Segundo o conselho, a nova regra permite ao médico dizer no prontuário que a cesárea após a 39ª semana foi feita apenas a pedido da paciente. Representantes do setor, porém, admitem que a prática de inventar diagnósticos poderá continuar –agora para cesáreas eletivas antes da 39ª semana.

Grávidas querem antecipar a cirurgia por diversos motivos. Algumas dizem que estão cansadas ou sentindo incômodo no dia a dia. Outras desejam que o nascimento coincida com eventos astrológicos ou aniversários.
Além disso, o obstetra pode ter interesse em antecipar, para sair de férias ou porque a data não é conveniente.

CESÁREAS - Opção é predominante na rede privada (em %)

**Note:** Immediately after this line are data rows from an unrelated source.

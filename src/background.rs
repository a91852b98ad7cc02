use vello_cpu::kurbo::{Ellipse, Rect as CpuRect, Shape};

use crate::{
    config::{BackgroundSpec, TileShape},
    core::{Canvas, Point, Rgba8, lerp, remap},
};

/// Live grid resolution: the clamped cursor remaps onto [1, max] columns
/// and rows, truncating toward zero.
pub fn grid_dims(cursor: Point, canvas: Canvas, max_cols: u32, max_rows: u32) -> (u32, u32) {
    let c = canvas.clamp(cursor);
    let cols = remap(c.x, 0.0, f64::from(canvas.width), 1.0, f64::from(max_cols)) as u32;
    let rows = remap(c.y, 0.0, f64::from(canvas.height), 1.0, f64::from(max_rows)) as u32;
    (cols.clamp(1, max_cols.max(1)), rows.clamp(1, max_rows.max(1)))
}

/// Position of a cell along its axis in [0, 1]; a single row or column
/// falls back to 0 rather than dividing by zero.
fn axis_ratio(index: u32, count: u32) -> f64 {
    if count > 1 {
        f64::from(index) / f64::from(count - 1)
    } else {
        0.0
    }
}

/// Two-stage hue blend across three control hues: the horizontal ratio
/// blends pairs (1,2) and (2,3), the vertical ratio blends the results.
/// Full saturation and brightness throughout.
pub fn tile_color(col: u32, row: u32, cols: u32, rows: u32, hues: [f64; 3]) -> Rgba8 {
    let tx = axis_ratio(col, cols);
    let ty = axis_ratio(row, rows);
    let top = lerp(hues[0], hues[1], tx);
    let bottom = lerp(hues[1], hues[2], tx);
    hsb_to_rgb(lerp(top, bottom, ty), 100.0, 100.0)
}

/// Grayscale value for a soft-grid cell: the average of the normalized
/// column and row position, remapped onto a narrow lightness band.
pub fn soft_shade(col: u32, row: u32, cols: u32, rows: u32) -> u8 {
    let t = (axis_ratio(col, cols) + axis_ratio(row, rows)) * 0.5;
    lerp(220.0, 255.0, t).round().clamp(0.0, 255.0) as u8
}

/// HSB to RGB, hue in degrees (wrapped), saturation/brightness in [0, 100].
pub fn hsb_to_rgb(h: f64, s: f64, b: f64) -> Rgba8 {
    let h = h.rem_euclid(360.0);
    let s = (s / 100.0).clamp(0.0, 1.0);
    let v = (b / 100.0).clamp(0.0, 1.0);

    let c = v * s;
    let x = c * (1.0 - ((h / 60.0).rem_euclid(2.0) - 1.0).abs());
    let m = v - c;
    let (r, g, bl) = match h as u32 / 60 {
        0 => (c, x, 0.0),
        1 => (x, c, 0.0),
        2 => (0.0, c, x),
        3 => (0.0, x, c),
        4 => (x, 0.0, c),
        _ => (c, 0.0, x),
    };
    Rgba8::opaque(
        ((r + m) * 255.0).round() as u8,
        ((g + m) * 255.0).round() as u8,
        ((bl + m) * 255.0).round() as u8,
    )
}

fn cpu_color(c: Rgba8) -> vello_cpu::peniko::Color {
    vello_cpu::peniko::Color::from_rgba8(c.r, c.g, c.b, c.a)
}

/// Paint the configured background for this frame. Regenerated from
/// scratch every frame since the cursor changes the grid resolution.
pub fn draw(ctx: &mut vello_cpu::RenderContext, canvas: Canvas, cursor: Point, spec: &BackgroundSpec) {
    match *spec {
        BackgroundSpec::Tiles {
            max_cols,
            max_rows,
            shape,
            hues,
        } => draw_tiles(ctx, canvas, cursor, max_cols, max_rows, shape, hues),
        BackgroundSpec::SoftGrid { max_cols, max_rows } => {
            draw_soft_grid(ctx, canvas, cursor, max_cols, max_rows);
        }
    }
}

fn fill_base(ctx: &mut vello_cpu::RenderContext, canvas: Canvas, color: Rgba8) {
    ctx.set_paint(cpu_color(color));
    ctx.fill_rect(&CpuRect::new(
        0.0,
        0.0,
        f64::from(canvas.width),
        f64::from(canvas.height),
    ));
}

fn draw_tiles(
    ctx: &mut vello_cpu::RenderContext,
    canvas: Canvas,
    cursor: Point,
    max_cols: u32,
    max_rows: u32,
    shape: TileShape,
    hues: [f64; 3],
) {
    fill_base(ctx, canvas, Rgba8::WHITE);
    let (cols, rows) = grid_dims(cursor, canvas, max_cols, max_rows);
    let w = f64::from(canvas.width) / f64::from(cols);
    let h = f64::from(canvas.height) / f64::from(rows);

    for row in 0..rows {
        for col in 0..cols {
            ctx.set_paint(cpu_color(tile_color(col, row, cols, rows, hues)));
            let x = f64::from(col) * w;
            let y = f64::from(row) * h;
            match shape {
                TileShape::Rect => ctx.fill_rect(&CpuRect::new(x, y, x + w, y + h)),
                TileShape::Ellipse => {
                    let ellipse =
                        Ellipse::new((x + w / 2.0, y + h / 2.0), (w / 2.0, h / 2.0), 0.0);
                    ctx.fill_path(&ellipse.to_path(0.1));
                }
            }
        }
    }
}

fn draw_soft_grid(
    ctx: &mut vello_cpu::RenderContext,
    canvas: Canvas,
    cursor: Point,
    max_cols: u32,
    max_rows: u32,
) {
    fill_base(ctx, canvas, Rgba8::WHITE);
    let (cols, rows) = grid_dims(cursor, canvas, max_cols, max_rows);
    let w = f64::from(canvas.width) / f64::from(cols);
    let h = f64::from(canvas.height) / f64::from(rows);

    for row in 0..rows {
        for col in 0..cols {
            ctx.set_paint(cpu_color(Rgba8::gray(soft_shade(col, row, cols, rows))));
            let x = f64::from(col) * w;
            let y = f64::from(row) * h;
            // Overdraw by a pixel so cell seams never show through.
            ctx.fill_rect(&CpuRect::new(x, y, x + w + 1.0, y + h + 1.0));
        }
    }
}

#[cfg(test)]
mod tests {
    use super::*;

    fn canvas() -> Canvas {
        Canvas::new(800, 600).unwrap()
    }

    #[test]
    fn grid_dims_follow_cursor_and_stay_in_range() {
        let c = canvas();
        assert_eq!(grid_dims(Point::new(0.0, 0.0), c, 50, 10), (1, 1));
        assert_eq!(grid_dims(Point::new(800.0, 600.0), c, 50, 10), (50, 10));
        let (cols, rows) = grid_dims(Point::new(400.0, 300.0), c, 50, 10);
        assert!((1..=50).contains(&cols));
        assert!((1..=10).contains(&rows));
    }

    #[test]
    fn grid_dims_clamp_cursor_outside_canvas() {
        let c = canvas();
        assert_eq!(grid_dims(Point::new(-100.0, -100.0), c, 50, 10), (1, 1));
        assert_eq!(grid_dims(Point::new(9000.0, 9000.0), c, 50, 10), (50, 10));
    }

    #[test]
    fn single_cell_grid_uses_neutral_ratio() {
        // No division by zero; the lone cell takes the first control hue.
        let hues = [290.0, 180.0, 60.0];
        assert_eq!(tile_color(0, 0, 1, 1, hues), hsb_to_rgb(290.0, 100.0, 100.0));
        assert_eq!(soft_shade(0, 0, 1, 1), 220);
    }

    #[test]
    fn tile_corners_hit_control_hues() {
        let hues = [290.0, 180.0, 60.0];
        let (cols, rows) = (10, 6);
        assert_eq!(
            tile_color(0, 0, cols, rows, hues),
            hsb_to_rgb(290.0, 100.0, 100.0)
        );
        // Bottom-right blends pair (2,3) fully: hue 3.
        assert_eq!(
            tile_color(cols - 1, rows - 1, cols, rows, hues),
            hsb_to_rgb(60.0, 100.0, 100.0)
        );
    }

    #[test]
    fn soft_shade_spans_the_lightness_band() {
        assert_eq!(soft_shade(0, 0, 30, 15), 220);
        assert_eq!(soft_shade(29, 14, 30, 15), 255);
        let mid = soft_shade(15, 7, 30, 15);
        assert!((220..=255).contains(&mid));
    }

    #[test]
    fn hsb_primaries_convert_exactly() {
        assert_eq!(hsb_to_rgb(0.0, 100.0, 100.0), Rgba8::opaque(255, 0, 0));
        assert_eq!(hsb_to_rgb(120.0, 100.0, 100.0), Rgba8::opaque(0, 255, 0));
        assert_eq!(hsb_to_rgb(240.0, 100.0, 100.0), Rgba8::opaque(0, 0, 255));
        assert_eq!(hsb_to_rgb(0.0, 0.0, 100.0), Rgba8::WHITE);
        assert_eq!(hsb_to_rgb(0.0, 0.0, 0.0), Rgba8::BLACK);
    }

    #[test]
    fn hsb_hue_wraps() {
        assert_eq!(hsb_to_rgb(360.0, 100.0, 100.0), hsb_to_rgb(0.0, 100.0, 100.0));
        assert_eq!(hsb_to_rgb(-120.0, 100.0, 100.0), hsb_to_rgb(240.0, 100.0, 100.0));
    }
}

Cesáreas em relação ao total de partos (em %)

EFETIVIDADE

Mesmo com a possibilidade de dribles, especialistas avaliam que a nova regra vai desencorajar a cesárea antes do prazo."A resolução criou uma visibilidade para o assunto. A paciente está mais atenta. O médico vai ficar muito exposto [se não cumprir]", diz o diretor de defesa e valorização profissional da Febrasgo (federação de obstetras), Juvenal de Andrade.

Se o obstetra for denunciado, cabe aos conselhos regionais avaliar as punições, que vão de advertência a cassação do registro profissional. Segundo obstetras, porém, as denúncias tendem a ocorrer só em caso de complicações no parto, principalmente se houver morte da gestante ou do bebê. Quando paciente e médico concordam, é ainda mais difícil verificar o descumprimento da regra.

"O paciente pode mentir, e não é papel do médico ser polícia. Mas quero crer que a maior parte não inventa", diz o obstetra Abner Lobão Neto, favorável à medida.

A coordenadora médica da maternidade do Hospital Albert Einstein, Rita Sanchez, também defende a regra. "É um sinal forte de que o CFM está de olho. Com isso, os hospitais vão ter mais força para cobrar os médicos."

O CFM afirma que a fiscalização da regra será incluída entre as ações de monitoramento dos conselhos regionais. Mas não há planos de criar uma vigilância específica para a área. "Não pode a delegacia de polícia entrar em tudo quanto é casa, não tem como. Mas, se há subsídios, vamos de imediato", diz o coordenador da Câmara Técnica de Ginecologia e Obstetrícia do CFM, Hiran Gallo.